La Desamortización de
Rajoy, este saqueo de lo público para mayor gloria de unos cuantos
privados, traerá consecuencias, entre las cuales cabe prever:
-Una gran inestabilidad
social fruto de la miseria generalizada. En este sentido apuntan las
reformas laborales del gobierno del Partido Popular, que nos hacen
retroceder siglos y que arrastran ya a millones de personas a la
precariedad.
-La indefensión
ciudadana a la que da lugar una reforma de la justicia que nos lleva a
los tiempos en que el condenado tenía que pagar de su bolsillo la cuerda
con que le ahorcaban. El sentimiento de injusticia puede ser, además,
uno de los mayores impulsores del miedo. Y éste, a su vez, potenciar la
inestabilidad.
-Un empobrecimiento
general del país, fruto de la aniquilación del sistema educativo. Es
lógico que teniendo España la clase dominante más inculta de Europa los
dirigentes consideren que educar a la población no es importante. Sin
embargo, en esto, como en tantas otras cosas, están equivocados. El
conocimiento y la cultura son valor. Y no sólo intangibles (que ya sería
lo bastante importante), sino económicos: un pueblo de zoquetes está
condenado a la miseria.
-Un futuro incierto,
lleno de miedo y zozobra, con una población atenazada por el temor a
sufrir enfermedades que no podrá curar porque no tendrá dinero para
pagar el tratamiento. Cabe pensar que esta posibilidad llena de regocijo
a empresarios y gobernantes, que se ahorrarán pagar pensiones. Sin
embargo, no hace falta ser muy listo (pero sí un poco más listo que un
oligarca español) para entender que una población enferma no es lo mejor
para sacar adelante un país.
-Una gran
conflictividad. Al menos esto sería deseable: que el pueblo español se
movilizara de una vez. Sin embargo, las cosas, por ahora, no apuntan en
este sentido. Sólo han protestado con cierto vigor, hasta el momento,
los jóvenes que forman parte del Movimiento 15-M y diversos funcionarios
públicos. Pero éstos sólo cuando el gobierno ha osado tocar sus
sueldos, y siempre por sectores. Aunque la movilización actual es
esperanzadora, lo cierto es que no es general ni está organizada. Cada
colectivo se mueve por su cuenta, no hay una visión de conjunto, no hay
demandas de tipo estructural, sino más bien salariales, y además la
clase obrera, en este zafarrancho, brilla por su ausencia. Sin duda
alguien ha hecho bien su trabajo…
Y de fondo, una enorme
desmoralización que ha prendido en el ánimo de la ciudadanía: «Protestar
no sirve para nada», «Esto va a peor», «Que me quede como estoy»… Los
mensajes de miedo se repiten constantemente en unos medios de
comunicación que están al servicio de la clase dominante. Y por si
acaso, se refuerza a la policía y se deja claro que su única finalidad
real es hacer efectivo el sometimiento de la población a palos, y a
tiros si es necesario. El estado de ánimo baja, y esto es bueno para los
ladrones, pues un pueblo desmoralizado es menos combativo. Quizá la
Desamortización de Rajoy sea más bien la Desmoralización de Rajoy.

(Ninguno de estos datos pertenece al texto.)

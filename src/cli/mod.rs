//! Command-line interface for the requester task client.

pub mod commands;
pub mod output;

use std::path::PathBuf;

use clap::{Parser, Subcommand};

pub use output::progress::{create_spinner, ProgressBarExt};

#[derive(Parser)]
#[command(name = "linguo")]
#[command(about = "Linguo - translation task requester client", long_about = None)]
#[command(version)]
pub struct Cli {
    #[command(subcommand)]
    pub command: Commands,

    /// Output in JSON format
    #[arg(short, long, global = true)]
    pub json: bool,

    /// Load configuration from this file instead of .linguo/
    #[arg(short, long, global = true)]
    pub config: Option<PathBuf>,
}

#[derive(Subcommand)]
pub enum Commands {
    /// Fetch the requester tasks of an account and wait for the result
    Fetch(commands::fetch::FetchArgs),

    /// Run an internal refresh of an account's requester tasks
    Refresh(commands::refresh::RefreshArgs),

    /// List the target languages offered for a source language
    Languages(commands::languages::LanguagesArgs),

    /// Show the effective configuration
    Config,
}

/// Print `err` and exit with status 1.
pub fn handle_error(err: anyhow::Error, json_mode: bool) -> ! {
    if json_mode {
        let body = serde_json::json!({
            "success": false,
            "error": format!("{err:#}"),
        });
        eprintln!("{}", serde_json::to_string_pretty(&body).unwrap_or_default());
    } else {
        eprintln!("{} {err:#}", console::style("Error:").red().bold());
    }
    std::process::exit(1);
}
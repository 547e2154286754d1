pub mod account;
pub mod config;
pub mod correlation;
pub mod language_pairing;
pub mod slot;
pub mod task;

pub use account::AccountKey;
pub use config::{
    Config, EventBusSettings, LanguageGroupConfig, LanguagesConfig, LoggingConfig, ReconcilerConfig,
};
pub use correlation::{CorrelationKey, INTERNAL_FETCH_KEY};
pub use language_pairing::LanguagePairing;
pub use slot::{FetchSlot, LoadingState, RequesterState};
pub use task::{Task, TaskId, TaskParty, TaskStatus};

Mariano Rajoy Brey, presidente por agotamiento y un hombre que, por
encima de todo, es muy aburrido.
En España las
desamortizaciones no han traído más que problemas que, a menudo, han
durado décadas, cuando no siglos. No será diferente la Desamortización
de Rajoy que, hablando con propiedad, ni siquiera es «de Rajoy». Como
Mendizábal y Madoz, Rajoy sólo es un hombre de paja, el pelele que
cumple las órdenes de sus superiores. Pero será su nombre, como gestor
de este desastre, el que perdure para la historia de la infamia.